Background: Although there is some evidence of improved quality in nursing home care after the implementation of the 1987 Omnibus Budget Reconciliation Act regulations, the nursing processes that contribute to that improvement are not well understood. Assumptions that the mandated tools for resident assessment and care planning account for the change remain uninvestigated.
Objectives: To generate an empirically supported conceptual model of care planning integrity, incorporating five subconstructs: coordination, integration, interdisciplinary team, restorative perspective, and quality.
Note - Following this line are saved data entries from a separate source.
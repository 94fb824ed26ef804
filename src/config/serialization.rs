//! Config serialization to TOML
//!
//! Single source of truth for config file format.

use super::Config;

/// Quote a string as a TOML basic string
fn toml_str(s: &str) -> String {
    toml::Value::String(s.to_string()).to_string()
}

/// Render a list of strings as an inline TOML array
fn toml_str_array(items: &[String]) -> String {
    let values = items
        .iter()
        .map(|s| toml::Value::String(s.clone()))
        .collect();
    toml::Value::Array(values).to_string()
}

impl Config {
    /// Serialize extra heuristic patterns as array-of-tables entries
    pub(super) fn patterns_to_toml(&self) -> String {
        if self.heuristics.patterns.is_empty() {
            // Show an example when no extra patterns are configured
            return r#"
# Extra text patterns (multi-line mode: ^ and $ match per line)
# [[heuristics.patterns]]
# name = "original-message"
# locale = "en"
# pattern = '^-+ ?Original Message ?-+$'
"#
            .to_string();
        }

        let mut output = String::from("\n");
        for pattern in &self.heuristics.patterns {
            output.push_str("[[heuristics.patterns]]\n");
            output.push_str(&format!("name = {}\n", toml_str(&pattern.name)));
            if let Some(locale) = &pattern.locale {
                output.push_str(&format!("locale = {}\n", toml_str(locale)));
            }
            output.push_str(&format!("pattern = {}\n", toml_str(&pattern.pattern)));
            output.push('\n');
        }
        output
    }

    /// Render the full config file
    pub fn to_toml(&self) -> String {
        format!(
            r#"# replysweep configuration

# Reply-chain heuristics
[heuristics]
# Built-in locale packs: en, fr, de, es
locales = {locales}
# Classes the mail client puts on quoted-content wrappers (always removed)
marker_classes = {markers}
# Quotation tags; removed only when their own text matches a pattern
quote_tags = {tags}
{patterns}
# Compose-region discovery
[discovery]
selectors = {selectors}
initial_delay_ms = {initial_delay}
poll_interval_ms = {poll_interval}

# Per-root change watcher
[watcher]
debounce_ms = {debounce}

# JSONL journal of sweep events (one file per session)
[journal]
enabled = {journal_enabled}
dir = {journal_dir}

# Logging configuration (RUST_LOG env var overrides)
[logging]
level = {log_level}
# File logging (in addition to stderr)
file_enabled = {log_file_enabled}
file_dir = {log_file_dir}
file_rotation = "{log_file_rotation}"  # hourly, daily, never
file_prefix = {log_file_prefix}
"#,
            locales = toml_str_array(&self.heuristics.locales),
            markers = toml_str_array(&self.heuristics.marker_classes),
            tags = toml_str_array(&self.heuristics.quote_tags),
            patterns = self.patterns_to_toml(),
            selectors = toml_str_array(&self.discovery.selectors),
            initial_delay = self.discovery.initial_delay_ms,
            poll_interval = self.discovery.poll_interval_ms,
            debounce = self.watcher.debounce_ms,
            journal_enabled = self.journal.enabled,
            journal_dir = toml_str(&self.journal.dir.display().to_string()),
            log_level = toml_str(&self.logging.level),
            log_file_enabled = self.logging.file_enabled,
            log_file_dir = toml_str(&self.logging.file_dir.display().to_string()),
            log_file_rotation = self.logging.file_rotation.as_str(),
            log_file_prefix = toml_str(&self.logging.file_prefix),
        )
    }
}
// Startup module - displays banner and module status for live sessions
//
// Shows:
// - Version info
// - Configuration file in use
// - Which heuristics, selectors and optional sinks are active

use crate::config::{Config, VERSION};
use crate::heuristics::HeuristicSet;
use std::path::Path;

/// ANSI color codes for terminal output
mod colors {
    pub const RESET: &str = "\x1b[0m";
    pub const BOLD: &str = "\x1b[1m";
    pub const DIM: &str = "\x1b[2m";
    pub const CYAN: &str = "\x1b[36m";
    pub const GREEN: &str = "\x1b[32m";
    pub const MAGENTA: &str = "\x1b[35m";
}

/// Module status for display
pub struct ModuleStatus {
    pub name: &'static str,
    pub enabled: bool,
    pub description: String,
}

/// Status of all modules based on config and the built heuristic set
fn get_module_status(config: &Config, heuristics: &HeuristicSet) -> Vec<ModuleStatus> {
    vec![
        ModuleStatus {
            name: "matcher",
            enabled: true, // Core, always on
            description: format!(
                "{} text patterns ({})",
                heuristics.matcher().len(),
                config.heuristics.locales.join(", ")
            ),
        },
        ModuleStatus {
            name: "sweeper",
            enabled: true,
            description: format!(
                "marker [{}] → structural [{}] → generic",
                config.heuristics.marker_classes.join(", "),
                config.heuristics.quote_tags.join(", ")
            ),
        },
        ModuleStatus {
            name: "discovery",
            enabled: true,
            description: format!(
                "{} selectors, first run after {} ms, poll every {} ms",
                config.discovery.selectors.len(),
                config.discovery.initial_delay_ms,
                config.discovery.poll_interval_ms
            ),
        },
        ModuleStatus {
            name: "watcher",
            enabled: true,
            description: if config.watcher.debounce_ms == 0 {
                "sweep on every change batch".to_string()
            } else {
                format!("debounce {} ms", config.watcher.debounce_ms)
            },
        },
        ModuleStatus {
            name: "journal",
            enabled: config.journal.enabled,
            description: format!("JSONL events in {}", config.journal.dir.display()),
        },
        ModuleStatus {
            name: "file-log",
            enabled: config.logging.file_enabled,
            description: format!("rotating log in {}", config.logging.file_dir.display()),
        },
    ]
}

/// Print the startup banner and module status
pub fn print_startup(config: &Config, heuristics: &HeuristicSet, config_path: Option<&Path>) {
    use colors::*;

    println!();
    println!("  {BOLD}{CYAN}replysweep{RESET} {DIM}v{VERSION}{RESET}");
    println!("  {DIM}Quoted reply-chain cleaner{RESET}");
    println!();

    match config_path {
        Some(path) if path.exists() => {
            println!("  {DIM}Config:{RESET} {GREEN}✓{RESET} {}", path.display());
        }
        _ => println!("  {DIM}Config:{RESET} {DIM}(using defaults){RESET}"),
    }
    println!();

    println!("  {DIM}Loading modules...{RESET}");
    for module in &get_module_status(config, heuristics) {
        print_module_status(module);
    }
    println!();
    println!("  {MAGENTA}▸{RESET} Monitoring for compose regions");
    println!();
}

fn print_module_status(module: &ModuleStatus) {
    use colors::*;

    let (icon, style) = if module.enabled {
        (format!("{GREEN}✓{RESET}"), "")
    } else {
        (format!("{DIM}○{RESET}"), DIM)
    };

    println!(
        "    {icon} {style}{:<10}{RESET} {DIM}{}{RESET}",
        module.name, module.description
    );
}

/// Log the same status through tracing (ends up in the log file when enabled)
pub fn log_startup(config: &Config, heuristics: &HeuristicSet) {
    tracing::info!("replysweep v{} starting", VERSION);
    for module in get_module_status(config, heuristics) {
        let icon = if module.enabled { "✓" } else { "○" };
        tracing::info!("  {} {} - {}", icon, module.name, module.description);
    }
    for rule in heuristics.heuristics() {
        tracing::debug!("  rule: {}", rule);
    }
}

#[cfg(test)]
mod tests {
    use super::*;

    #[test]
    fn test_module_status_reflects_config() {
        let mut config = Config::default();
        config.journal.enabled = true;
        let heuristics = HeuristicSet::from_config(&config.heuristics);

        let modules = get_module_status(&config, &heuristics);
        let journal = modules.iter().find(|m| m.name == "journal").unwrap();
        let file_log = modules.iter().find(|m| m.name == "file-log").unwrap();
        let matcher = modules.iter().find(|m| m.name == "matcher").unwrap();

        assert!(journal.enabled);
        assert!(!file_log.enabled);
        assert_eq!(matcher.description, "9 text patterns (en, fr)");
    }
}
Methods: A correlational, model generation-model selection design guided the study. Using a random sample of 107 facilities, the research team combined primary data collected from care planning team members (n = 508) via a telephone survey, with variables extracted from the Medicaid Cost Reports and the Centers for Medicaid and Medicare Services Online Survey, Certification, and Reporting System (OSCAR) database. Primary and alternative models of care planning integrity were examined for fit to the data using structural equation modeling procedures.
Results: Using preliminary analyses, 18 observed indicators to represent the five latent subconstructs were identified. Fit indices for the primary model were borderline (comparative fit index =.892; root mean square error of approximation = .048), but were excellent for the alternative model (comparative fit index = .972; root mean square error of approximation = .026). Care planning integrity is demonstrated within nursing facilities through direct relationships with coordination, integration, and quality, and indirect relationships through integration with interdisciplinary team and restorative perspective.
Discussion: Care planning integrity captures differences in the way nursing facilities implement the care planning process, using the mandated standardized tools, that may make a difference in resident outcomes. Subsequent research is indicated to address those dynamics.